Supplied records Start Marker
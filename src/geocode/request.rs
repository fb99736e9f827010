//! Geocoding request URL construction.

use url::Url;

use super::query::SearchQuery;
use crate::config::{ADDRESS_PARAM, KEY_PARAM};

/// Builds the geocoding GET URL for `query`.
///
/// The address and credential are appended as form-encoded query parameters,
/// after any parameters already present on `endpoint`.
///
/// # Errors
///
/// Returns `url::ParseError` if `endpoint` is not an absolute URL.
pub fn build_geocode_url(
    endpoint: &str,
    query: &SearchQuery,
    api_key: &str,
) -> Result<Url, url::ParseError> {
    let mut url = Url::parse(endpoint)?;
    url.query_pairs_mut()
        .append_pair(ADDRESS_PARAM, query.as_str())
        .append_pair(KEY_PARAM, api_key);
    Ok(url)
}

/// Returns `url` with the credential value masked, for logging.
pub fn redact_key(url: &Url) -> String {
    let mut redacted = url.clone();
    let pairs: Vec<(String, String)> = url
        .query_pairs()
        .map(|(k, v)| {
            let value = if k == KEY_PARAM {
                "***".to_string()
            } else {
                v.into_owned()
            };
            (k.into_owned(), value)
        })
        .collect();
    redacted.query_pairs_mut().clear().extend_pairs(pairs);
    redacted.to_string()
}
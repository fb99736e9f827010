//! Main application modules.
//!
//! This module provides `.env` loading, the terminal search session, and
//! statistics printing used by the binary.

pub mod env;
pub mod session;
pub mod statistics;

// Re-export public API
pub use env::{load_dotenv, read_env_file_var};
pub use session::{run_lines, run_queries, SessionReport};
pub use statistics::print_search_statistics;
//! Logger initialization.
//!
//! Search diagnostics (not found, transport failures, stale responses) are the
//! only error surface of the controller, so they all go through `log`.

use std::io::Write;

use crate::config::LogFormat;
use crate::error_handling::InitializationError;
use colored::*;
use log::{Level, LevelFilter};

/// Initializes the logger with the specified level and format.
///
/// Reads `RUST_LOG` first, then applies `level` on top so that the CLI flag
/// wins. HTTP stack crates are held at `Info` to keep connection chatter out
/// of debug output.
///
/// # Errors
///
/// Returns `InitializationError::LoggerError` if a logger is already installed.
///
/// # Examples
///
/// ```bash
/// # Quick debugging without CLI args
/// RUST_LOG=debug map_search "Rio de Janeiro"
///
/// # Per-module filtering
/// RUST_LOG=map_search=debug,reqwest=info map_search Lisboa
/// ```
pub fn init_logger_with(level: LevelFilter, format: LogFormat) -> Result<(), InitializationError> {
    colored::control::set_override(true);

    let mut builder = env_logger::Builder::from_default_env();

    builder.filter_level(level);
    builder.filter_module("reqwest", LevelFilter::Info);
    builder.filter_module("hyper", LevelFilter::Info);
    builder.filter_module("hyper_util", LevelFilter::Info);
    builder.filter_module("map_search", level);

    match format {
        LogFormat::Json => {
            builder.format(|buf, record| {
                writeln!(
                    buf,
                    "{}",
                    json_line(
                        chrono::Utc::now().timestamp_millis(),
                        record.level(),
                        record.target(),
                        &record.args().to_string()
                    )
                )
            });
        }
        LogFormat::Plain => {
            builder.format(|buf, record| {
                writeln!(
                    buf,
                    "{} {} [{}] {}",
                    level_emoji(record.level()),
                    record.target().cyan(),
                    colored_level(record.level()),
                    record.args()
                )
            });
        }
    }

    // try_init() so repeated initialization (tests) returns an error instead of panicking
    builder.try_init().map_err(InitializationError::from)?;

    Ok(())
}

/// One structured log line: `{"ts":..,"level":..,"target":..,"msg":..}`.
fn json_line(ts_millis: i64, level: Level, target: &str, msg: &str) -> String {
    format!(
        "{{\"ts\":{},\"level\":\"{}\",\"target\":{},\"msg\":{}}}",
        ts_millis,
        level,
        serde_json::to_string(target).unwrap_or_else(|_| "\"\"".into()),
        serde_json::to_string(msg).unwrap_or_else(|_| "\"\"".into())
    )
}

fn colored_level(level: Level) -> ColoredString {
    let name = level.to_string();
    match level {
        Level::Error => name.red(),
        Level::Warn => name.yellow(),
        Level::Info => name.green(),
        Level::Debug => name.blue(),
        Level::Trace => name.purple(),
    }
}

fn level_emoji(level: Level) -> &'static str {
    match level {
        Level::Error => "❌",
        Level::Warn => "⚠️",
        Level::Info => "📍",
        Level::Debug => "🔍",
        Level::Trace => "🔬",
    }
}
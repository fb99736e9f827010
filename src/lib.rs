//! map_search library: free-text location search for a map screen
//!
//! This library turns a place name typed into a search field into a map
//! [`Region`]: the text is trimmed, resolved through the Google Geocoding API,
//! and the first match becomes the new region (fixed 0.05° zoom), which the
//! map is told to animate to. Failures leave the current region untouched, and
//! responses to superseded searches are discarded.
//!
//! # Example
//!
//! ```no_run
//! use map_search::{Config, LocationSearchController, LoggingMapView};
//!
//! # #[tokio::main]
//! # async fn main() -> Result<(), Box<dyn std::error::Error>> {
//! let config = Config {
//!     api_key: std::env::var("GOOGLE_MAPS_API_KEY")?,
//!     ..Default::default()
//! };
//!
//! let controller = LocationSearchController::from_config(&config, LoggingMapView)?;
//! if let Some(region) = controller.submit("Rio de Janeiro").await {
//!     println!("Now showing {}", region);
//! }
//! # Ok(())
//! # }
//! ```
//!
//! # Requirements
//!
//! This library requires a Tokio runtime. Use `#[tokio::main]` in your application
//! or ensure you're calling library functions within an async context.

#![warn(missing_docs)]

pub mod app;
pub mod config;
pub mod controller;
pub mod error_handling;
pub mod geocode;
pub mod initialization;
pub mod map;
pub mod region;

// Re-export public API
pub use app::SessionReport;
pub use config::{Config, LogFormat, LogLevel, ResultSelection};
pub use controller::LocationSearchController;
pub use error_handling::{InitializationError, SearchError};
pub use geocode::{GeocodingClient, SearchQuery};
pub use map::{LoggingMapView, MapView};
pub use region::{Coordinate, Marker, Region};
pub use run::{run_session, SearchInput};

// Internal run module (wires the controller to the terminal)
mod run {
    use std::sync::Arc;

    use anyhow::{Context, Result};
    use log::{info, warn};
    use tokio::io::BufReader;

    use crate::app::{print_search_statistics, run_lines, run_queries, SessionReport};
    use crate::config::Config;
    use crate::controller::LocationSearchController;
    use crate::map::LoggingMapView;

    /// Where searches come from.
    #[derive(Debug, Clone, PartialEq, Eq)]
    pub enum SearchInput {
        /// Submitted one after the other, each waiting for the previous result
        Queries(Vec<String>),
        /// One submission per line of standard input, overlapping freely
        Stdin,
    }

    /// Runs a search session against the configured geocoding service.
    ///
    /// Ctrl-C shuts the controller down: in-flight searches are cancelled and
    /// the session ends with whatever region was last published.
    ///
    /// # Errors
    ///
    /// This function will return an error if:
    /// - The API key is missing
    /// - The endpoint is not an absolute URL
    /// - The HTTP client cannot be built
    pub async fn run_session(config: Config, input: SearchInput) -> Result<SessionReport> {
        let controller = Arc::new(
            LocationSearchController::from_config(&config, LoggingMapView)
                .context("Failed to initialize location search")?,
        );
        info!(
            "Starting at {} (timeout {}s, retries {})",
            controller.current_region(),
            config.timeout.as_secs_f64(),
            config.max_retries
        );

        let interrupt = {
            let controller = Arc::clone(&controller);
            tokio::spawn(async move {
                match tokio::signal::ctrl_c().await {
                    Ok(()) => controller.shutdown(),
                    Err(e) => warn!("Failed to listen for Ctrl-C: {}", e),
                }
            })
        };

        let report = match input {
            SearchInput::Queries(queries) => run_queries(&controller, &queries).await,
            SearchInput::Stdin => {
                info!("Reading searches from stdin, one per line");
                run_lines(&controller, BufReader::new(tokio::io::stdin())).await
            }
        };

        interrupt.abort();
        print_search_statistics(&controller.stats());
        Ok(report)
    }
}
use prediction_gateway::prediction::{
    parse_prediction_response, validate_game_request, validate_player_request, PredictionKind,
    PredictionResult,
};
use serde_json::json;

#[test]
fn test_same_team_example_is_rejected() {
    let err = validate_game_request(&json!({
        "home_team_id": 5,
        "away_team_id": 5,
        "game_date": "2025-12-08T19:00:00Z",
    }))
    .expect_err("same team on both sides must fail");
    assert!(err
        .errors
        .iter()
        .any(|e| e.reason == "away_team_id equals home_team_id"));
    assert!(err.has_field("home_team_id"));
}

#[test]
fn test_out_of_range_and_bad_date_reported_together() {
    let err = validate_game_request(&json!({
        "home_team_id": 3,
        "away_team_id": 40,
        "game_date": "not-a-date",
    }))
    .expect_err("two invalid fields");
    let fields: Vec<&str> = err.errors.iter().map(|e| e.field.as_str()).collect();
    assert_eq!(fields, vec!["away_team_id", "game_date"]);
}

#[test]
fn test_every_team_id_outside_range_names_the_field() {
    for id in (-3..=0).chain(31..=35) {
        let err = validate_game_request(&json!({
            "home_team_id": 1,
            "away_team_id": id,
            "game_date": "2025-12-08T19:00:00Z",
        }))
        .expect_err("out-of-range away id");
        assert!(err.has_field("away_team_id"), "id {id}");
        assert!(!err.has_field("home_team_id"), "id {id}");
    }
}

#[test]
fn test_normalized_requests_revalidate_unchanged() {
    for home in 1..=30u32 {
        let away = if home == 30 { 1 } else { home + 1 };
        let once = validate_game_request(&json!({
            "home_team_id": home.to_string(),
            "away_team_id": away,
            "game_date": "2026-01-15T20:00:00.5-08:00",
        }))
        .expect("valid request");
        let twice = validate_game_request(&once.to_raw()).expect("normalized request");
        assert_eq!(once, twice);
    }

    let player = validate_player_request(&json!({
        "player_id": 2544,
        "opponent_team_id": 5,
        "game_date": "2024-12-15T19:30:00Z",
    }))
    .expect("valid player request");
    assert_eq!(validate_player_request(&player.to_raw()).expect("normalized"), player);
}

#[test]
fn test_documented_game_response_parses_exactly() {
    let result = parse_prediction_response(
        &json!({
            "home_win_probability": 0.62,
            "away_win_probability": 0.38,
            "confidence": 0.81,
        }),
        PredictionKind::Game,
    )
    .expect("valid response");
    match result {
        PredictionResult::Game(game) => {
            assert_eq!(game.home_win_probability, 0.62);
            assert_eq!(game.away_win_probability, 0.38);
            assert_eq!(game.confidence, 0.81);
        }
        other => panic!("expected game result, got {other:?}"),
    }
}

#[test]
fn test_probabilities_summing_to_095_are_rejected() {
    let err = parse_prediction_response(
        &json!({
            "home_win_probability": 0.57,
            "away_win_probability": 0.38,
            "confidence": 0.81,
        }),
        PredictionKind::Game,
    )
    .expect_err("sum outside tolerance");
    assert_eq!(err.kind, PredictionKind::Game);
}
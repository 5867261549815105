pub mod client;
pub mod error;
pub mod service;

pub use client::MlApiClient;
pub use error::PredictionError;
pub use service::{predict_game_raw, predict_player_raw, PredictionService, ServiceHealth};
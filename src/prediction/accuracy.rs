/// Grading of game predictions against final scores, and accuracy broken down
/// by model confidence.
use serde::{Deserialize, Serialize};

use super::models::{GamePredictionResult, Winner};

/// Confidence at or above which a prediction counts as high-confidence.
const HIGH_CONFIDENCE: f64 = 0.7;
/// Confidence at or above which a prediction counts as medium-confidence.
const MEDIUM_CONFIDENCE: f64 = 0.6;

/// A completed prediction: the model's confidence and whether it was right.
#[derive(Debug, Clone, Copy, PartialEq, Serialize, Deserialize)]
pub struct GradedPrediction {
    pub confidence: f64,
    pub is_correct: bool,
}

#[derive(Debug, Clone, Copy, Default, PartialEq, Serialize, Deserialize)]
pub struct BucketAccuracy {
    pub total: u64,
    pub correct: u64,
    pub accuracy: f64,
}

#[derive(Debug, Clone, Copy, Default, PartialEq, Serialize, Deserialize)]
pub struct ConfidenceBuckets {
    pub high: BucketAccuracy,
    pub medium: BucketAccuracy,
    pub low: BucketAccuracy,
}

#[derive(Debug, Clone, Copy, Default, PartialEq, Serialize, Deserialize)]
pub struct AccuracyReport {
    pub total_predictions: u64,
    pub correct_predictions: u64,
    pub accuracy: f64,
    pub by_confidence: ConfidenceBuckets,
}

/// Whether `result` called the game right. `None` when the final score is
/// level, since there is no winner to compare against.
pub fn grade(result: &GamePredictionResult, home_score: u32, away_score: u32) -> Option<bool> {
    let actual = match home_score.cmp(&away_score) {
        std::cmp::Ordering::Greater => Winner::Home,
        std::cmp::Ordering::Less => Winner::Away,
        std::cmp::Ordering::Equal => return None,
    };
    Some(result.predicted_winner() == actual)
}

impl BucketAccuracy {
    fn record(&mut self, is_correct: bool) {
        self.total += 1;
        if is_correct {
            self.correct += 1;
        }
    }

    fn finish(mut self) -> Self {
        self.accuracy = if self.total > 0 {
            self.correct as f64 / self.total as f64
        } else {
            0.0
        };
        self
    }
}

/// Aggregate accuracy over completed predictions.
///
/// Buckets: high = [0.7, 1.0], medium = [0.6, 0.7), low = [0.0, 0.6).
pub fn accuracy_report(predictions: &[GradedPrediction]) -> AccuracyReport {
    let mut overall = BucketAccuracy::default();
    let mut buckets = ConfidenceBuckets::default();

    for p in predictions {
        overall.record(p.is_correct);
        let bucket = if p.confidence >= HIGH_CONFIDENCE {
            &mut buckets.high
        } else if p.confidence >= MEDIUM_CONFIDENCE {
            &mut buckets.medium
        } else {
            &mut buckets.low
        };
        bucket.record(p.is_correct);
    }

    let overall = overall.finish();
    AccuracyReport {
        total_predictions: overall.total,
        correct_predictions: overall.correct,
        accuracy: overall.accuracy,
        by_confidence: ConfidenceBuckets {
            high: buckets.high.finish(),
            medium: buckets.medium.finish(),
            low: buckets.low.finish(),
        },
    }
}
Supplied records End Marker
Required action
What lines hold the string "AccuracyReport"? Pick them out of the data.

Exercise output
pub struct AccuracyReport {
pub fn accuracy_report(predictions: &[GradedPrediction]) -> AccuracyReport {
    AccuracyReport {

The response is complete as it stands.